UCT/CUDA_COPY/MD: Preserve registration extent for multi-handle VMM#11461
nicolasnoble wants to merge 4 commits into
openucx:masterfrom
nicolasnoble:nnoble/cuda-copy-vmm-multi-handle

Conversation

@nicolasnoble
Copy link
Copy Markdown

Multi-handle CUDA VMM allocations map several cuMemCreate handles
contiguously into a single VA range via cuMemMap. On such allocations
cuMemGetAddressRange() returns only the bounds of the cuMem handle
containing the base pointer, not the full mapped extent.

uct_cuda_copy_md_sync_memops_get_address_range() unconditionally used
that potentially-shorter alloc_length to set mem_info->alloc_length
when UCX_CUDA_COPY_REG_WHOLE_ALLOC was on or auto, silently shrinking
the caller-requested registration extent. The truncated length flowed
into cuMemGetHandleForAddressRange() and ibv_reg_dmabuf_mr(),
producing an MR that only covered the first cuMem handle's physical
pages. Any subsequent RDMA operation crossing a chunk boundary failed
with IBV_WC_LOC_PROT_ERR; downstream this surfaced as
UCS_ERR_CONNECTION_RESET via the SRQ-attached QP being flushed.

Preserve the caller's requested extent when the underlying VMM
allocation is smaller. CUDA correctly exports a dmabuf spanning the
full multi-handle VA range when asked with the full size.
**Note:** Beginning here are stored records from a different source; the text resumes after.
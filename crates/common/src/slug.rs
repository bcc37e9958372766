//! URL slug helpers shared by models and services.

/// Lowercase ASCII slug: alphanumerics kept, every other run of characters
/// collapsed into a single `-`, no leading or trailing dashes.
///
/// ```
/// assert_eq!(common::slug::slugify("Batik Tulis  Mega Mendung!"), "batik-tulis-mega-mendung");
/// ```
pub fn slugify(input: &str) -> String {
    let mut out = String::with_capacity(input.len());
    let mut pending_dash = false;
    for ch in input.chars() {
        if ch.is_ascii_alphanumeric() {
            if pending_dash && !out.is_empty() {
                out.push('-');
            }
            pending_dash = false;
            out.push(ch.to_ascii_lowercase());
        } else {
            pending_dash = true;
        }
    }
    out
}

/// A slug is valid when it is non-empty and already in `slugify` form.
pub fn is_valid_slug(slug: &str) -> bool {
    !slug.is_empty() && slugify(slug) == slug
}

#[cfg(test)]
mod tests {
    use super::*;

    #[test]
    fn collapses_separators_and_trims() {
        assert_eq!(slugify("  Kain -- Sogan  "), "kain-sogan");
        assert_eq!(slugify("Cap/Tulis & Printing"), "cap-tulis-printing");
        assert_eq!(slugify("***"), "");
    }

    #[test]
    fn non_ascii_letters_act_as_separators() {
        assert_eq!(slugify("Batik Café Pekalongan"), "batik-caf-pekalongan");
    }

    #[test]
    fn validity_matches_slugify_form() {
        assert!(is_valid_slug("parang-rusak"));
        assert!(!is_valid_slug("Parang Rusak"));
        assert!(!is_valid_slug("-parang"));
        assert!(!is_valid_slug(""));
    }
}
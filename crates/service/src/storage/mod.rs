//! Blob storage: bucket names, object path rules, upload naming, and the
//! `BlobStore` abstraction with its local filesystem implementation.

pub mod local;
pub mod naming;

use std::{fmt, str::FromStr};

use async_trait::async_trait;
use chrono::{DateTime, Utc};
use serde::{Deserialize, Serialize};
use thiserror::Error;

pub use local::LocalBlobStore;

#[derive(Debug, Error)]
pub enum StorageError {
    #[error("invalid object path: {0}")]
    InvalidPath(String),
    #[error("unknown bucket: {0}")]
    UnknownBucket(String),
    #[error("object not found: {0}")]
    NotFound(String),
    #[error("object already exists: {0}")]
    AlreadyExists(String),
    #[error("rejected upload: {0}")]
    Rejected(String),
    #[error("upload of {size} bytes exceeds limit of {limit} bytes")]
    TooLarge { size: usize, limit: usize },
    #[error("io error: {0}")]
    Io(#[from] std::io::Error),
}

#[derive(Clone, Copy, Debug, PartialEq, Eq, Hash, Serialize, Deserialize)]
#[serde(rename_all = "lowercase")]
pub enum Bucket {
    Images,
    Documents,
    Products,
    Company,
}

impl Bucket {
    pub const ALL: [Bucket; 4] = [Bucket::Images, Bucket::Documents, Bucket::Products, Bucket::Company];

    pub fn as_str(self) -> &'static str {
        match self {
            Bucket::Images => "images",
            Bucket::Documents => "documents",
            Bucket::Products => "products",
            Bucket::Company => "company",
        }
    }

    /// Image buckets only take `image/*`; `documents` takes anything.
    pub fn accepts(self, content_type: &str) -> bool {
        match self {
            Bucket::Documents => true,
            Bucket::Images | Bucket::Products | Bucket::Company => content_type.starts_with("image/"),
        }
    }
}

impl fmt::Display for Bucket {
    fn fmt(&self, f: &mut fmt::Formatter<'_>) -> fmt::Result { f.write_str(self.as_str()) }
}

impl FromStr for Bucket {
    type Err = StorageError;

    fn from_str(s: &str) -> Result<Self, Self::Err> {
        Bucket::ALL
            .into_iter()
            .find(|b| b.as_str() == s)
            .ok_or_else(|| StorageError::UnknownBucket(s.to_string()))
    }
}

/// Result of a write (upload, copy, move).
#[derive(Clone, Debug, Serialize, Deserialize, PartialEq)]
pub struct StoredObject {
    pub bucket: Bucket,
    pub path: String,
    pub size_bytes: u64,
    pub content_type: Option<String>,
    pub public_url: String,
}

/// One entry of a bucket listing.
#[derive(Clone, Debug, Serialize, Deserialize, PartialEq)]
pub struct ObjectInfo {
    pub path: String,
    pub size_bytes: u64,
    pub content_type: Option<String>,
    pub last_modified: Option<DateTime<Utc>>,
}

impl ObjectInfo {
    /// Last path segment.
    pub fn file_name(&self) -> &str {
        self.path.rsplit('/').next().unwrap_or(&self.path)
    }
}

#[async_trait]
pub trait BlobStore: Send + Sync {
    /// Create every bucket that does not exist yet.
    async fn ensure_buckets(&self) -> Result<(), StorageError>;

    /// Store `bytes` at `path`. Refuses to overwrite an existing object.
    async fn upload(
        &self,
        bucket: Bucket,
        path: &str,
        bytes: &[u8],
        content_type: Option<&str>,
    ) -> Result<StoredObject, StorageError>;

    /// Remove an object; `Ok(false)` when it was already gone.
    async fn delete(&self, bucket: Bucket, path: &str) -> Result<bool, StorageError>;

    /// Every object in the bucket (optionally under `prefix`), sorted by path.
    async fn list(&self, bucket: Bucket, prefix: Option<&str>) -> Result<Vec<ObjectInfo>, StorageError>;

    async fn copy(&self, bucket: Bucket, from: &str, to: &str) -> Result<StoredObject, StorageError>;

    async fn move_object(&self, bucket: Bucket, from: &str, to: &str) -> Result<StoredObject, StorageError>;

    fn public_url(&self, bucket: Bucket, path: &str) -> String;

    /// Inverse of `public_url`: `None` for URLs this store did not produce.
    fn locate(&self, url: &str) -> Option<(Bucket, String)>;
}

/// Validate and canonicalize a relative object path.
pub fn normalize_object_path(path: &str) -> Result<String, StorageError> {
    let p = path.trim();
    if p.is_empty() || p.starts_with('/') || p.contains('\\') {
        return Err(StorageError::InvalidPath(path.to_string()));
    }
    if p.split('/').any(|seg| seg.is_empty() || seg == "." || seg == "..") {
        return Err(StorageError::InvalidPath(path.to_string()));
    }
    Ok(p.to_string())
}

/// Guess a MIME type from the file extension.
pub fn guess_content_type(path: &str) -> Option<String> {
    mime_guess::from_path(path).first_raw().map(str::to_string)
}

/// Size and type rules applied before any upload reaches the store.
pub fn check_upload(bucket: Bucket, size: usize, content_type: &str, limit: usize) -> Result<(), StorageError> {
    if size == 0 {
        return Err(StorageError::Rejected("empty file".into()));
    }
    if size > limit {
        return Err(StorageError::TooLarge { size, limit });
    }
    if !bucket.accepts(content_type) {
        return Err(StorageError::Rejected(format!("{content_type} not allowed in bucket {bucket}")));
    }
    Ok(())
}

/// Objects are served with a type derived from their extension, so image
/// buckets also require an image extension whatever the client declared.
pub fn check_extension(bucket: Bucket, path: &str) -> Result<(), StorageError> {
    if bucket == Bucket::Documents {
        return Ok(());
    }
    match guess_content_type(path) {
        Some(ct) if bucket.accepts(&ct) => Ok(()),
        Some(ct) => Err(StorageError::Rejected(format!("{path} would be served as {ct}, not allowed in bucket {bucket}"))),
        None => Err(StorageError::Rejected(format!("{path} has no image extension, not allowed in bucket {bucket}"))),
    }
}
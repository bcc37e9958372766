use chrono::Utc;
use sea_orm::{ActiveModelTrait, ColumnTrait, DatabaseConnection, EntityTrait, QueryFilter, QueryOrder, Set};
use serde::Deserialize;
use uuid::Uuid;

use models::{category, validation};

use crate::errors::ServiceError;
use crate::serde_ext::double_option;

#[derive(Clone, Debug, Deserialize)]
pub struct CategoryInput {
    pub name: String,
    #[serde(default)]
    pub slug: Option<String>,
    #[serde(default)]
    pub description: Option<String>,
    #[serde(default)]
    pub image_url: Option<String>,
}

/// Partial update. `Some(None)` clears an optional column.
#[derive(Clone, Debug, Default, Deserialize)]
pub struct CategoryPatch {
    #[serde(default)]
    pub name: Option<String>,
    #[serde(default)]
    pub slug: Option<String>,
    #[serde(default, deserialize_with = "double_option")]
    pub description: Option<Option<String>>,
    #[serde(default, deserialize_with = "double_option")]
    pub image_url: Option<Option<String>>,
}

/// All categories ordered by name.
pub async fn list_categories(db: &DatabaseConnection) -> Result<Vec<category::Model>, ServiceError> {
    Ok(category::Entity::find().order_by_asc(category::Column::Name).all(db).await?)
}

pub async fn get_category(db: &DatabaseConnection, id: Uuid) -> Result<category::Model, ServiceError> {
    category::Entity::find_by_id(id)
        .one(db)
        .await?
        .ok_or_else(|| ServiceError::not_found("category"))
}

pub async fn get_category_by_slug(db: &DatabaseConnection, slug: &str) -> Result<category::Model, ServiceError> {
    category::Entity::find()
        .filter(category::Column::Slug.eq(slug))
        .one(db)
        .await?
        .ok_or_else(|| ServiceError::not_found("category"))
}

pub async fn create_category(db: &DatabaseConnection, input: CategoryInput) -> Result<category::Model, ServiceError> {
    let name = category::validate_name(&input.name)?;
    let slug = validation::resolve_slug(input.slug.as_deref(), &name)?;
    let now = Utc::now().into();
    let am = category::ActiveModel {
        id: Set(Uuid::new_v4()),
        name: Set(name),
        slug: Set(slug),
        description: Set(validation::optional_text(input.description.as_deref())),
        image_url: Set(validation::optional_url("image_url", input.image_url.as_deref())?),
        created_at: Set(now),
        updated_at: Set(now),
    };
    Ok(am.insert(db).await?)
}

pub async fn update_category(
    db: &DatabaseConnection,
    id: Uuid,
    patch: CategoryPatch,
) -> Result<category::Model, ServiceError> {
    let mut am: category::ActiveModel = get_category(db, id).await?.into();
    if let Some(name) = patch.name {
        am.name = Set(category::validate_name(&name)?);
    }
    if let Some(slug) = patch.slug {
        am.slug = Set(validation::resolve_slug(Some(&slug), "")?);
    }
    if let Some(description) = patch.description {
        am.description = Set(validation::optional_text(description.as_deref()));
    }
    if let Some(image_url) = patch.image_url {
        am.image_url = Set(validation::optional_url("image_url", image_url.as_deref())?);
    }
    am.updated_at = Set(Utc::now().into());
    Ok(am.update(db).await?)
}

/// Products in the category survive with `category_id = NULL`.
pub async fn delete_category(db: &DatabaseConnection, id: Uuid) -> Result<(), ServiceError> {
    let res = category::Entity::delete_by_id(id).exec(db).await?;
    if res.rows_affected == 0 {
        return Err(ServiceError::not_found("category"));
    }
    Ok(())
}
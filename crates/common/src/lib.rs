//! Shared building blocks for the storefront crates: logging setup, runtime
//! directory checks, the metrics registry and a handful of small types.

pub mod types;
pub mod utils;
pub mod env;
pub mod metrics;
pub mod slug;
The
whole-allocation expansion stays valid for single-handle VMM and for
multi-handle cases where the request already fits within one handle.

Runtime workaround on affected releases:
UCX_CUDA_COPY_REG_WHOLE_ALLOC=off.

Minimal UCP-only reproducer:
https://gist.github.com/nicolasnoble/e0e57eb5a1b902057ae3d1df59c039cf

Verified end-to-end on UCX 1.20.0, CUDA 12.x, ConnectX-7 +
nvidia-peermem: a 31.2 GB / 820-tensor multi-handle VMM region
transfers cross-node in 1.2 s at 212.4 Gbps with the fix, where
vanilla UCX aborts on the first WQE with Local protection error.

For multi-handle CUDA VMM allocations (multiple cuMemCreate handles
mapped contiguously into a single virtual address range via cuMemMap),
cuMemGetAddressRange() returns only the bounds of the cuMem handle
containing the base pointer, not the full mapped extent.

uct_cuda_copy_md_sync_memops_get_address_range() unconditionally used
that potentially-shorter alloc_length to set mem_info->alloc_length
when UCX_CUDA_COPY_REG_WHOLE_ALLOC was on or auto, silently shrinking
the caller-requested registration extent. The truncated length flowed
into cuMemGetHandleForAddressRange() and ibv_reg_dmabuf_mr(), producing
a memory region that only covered the first cuMem handle's physical
pages. Any subsequent RDMA operation that crossed a chunk boundary
failed with IBV_WC_LOC_PROT_ERR; downstream this surfaced as
UCS_ERR_CONNECTION_RESET via the SRQ-attached QP being flushed.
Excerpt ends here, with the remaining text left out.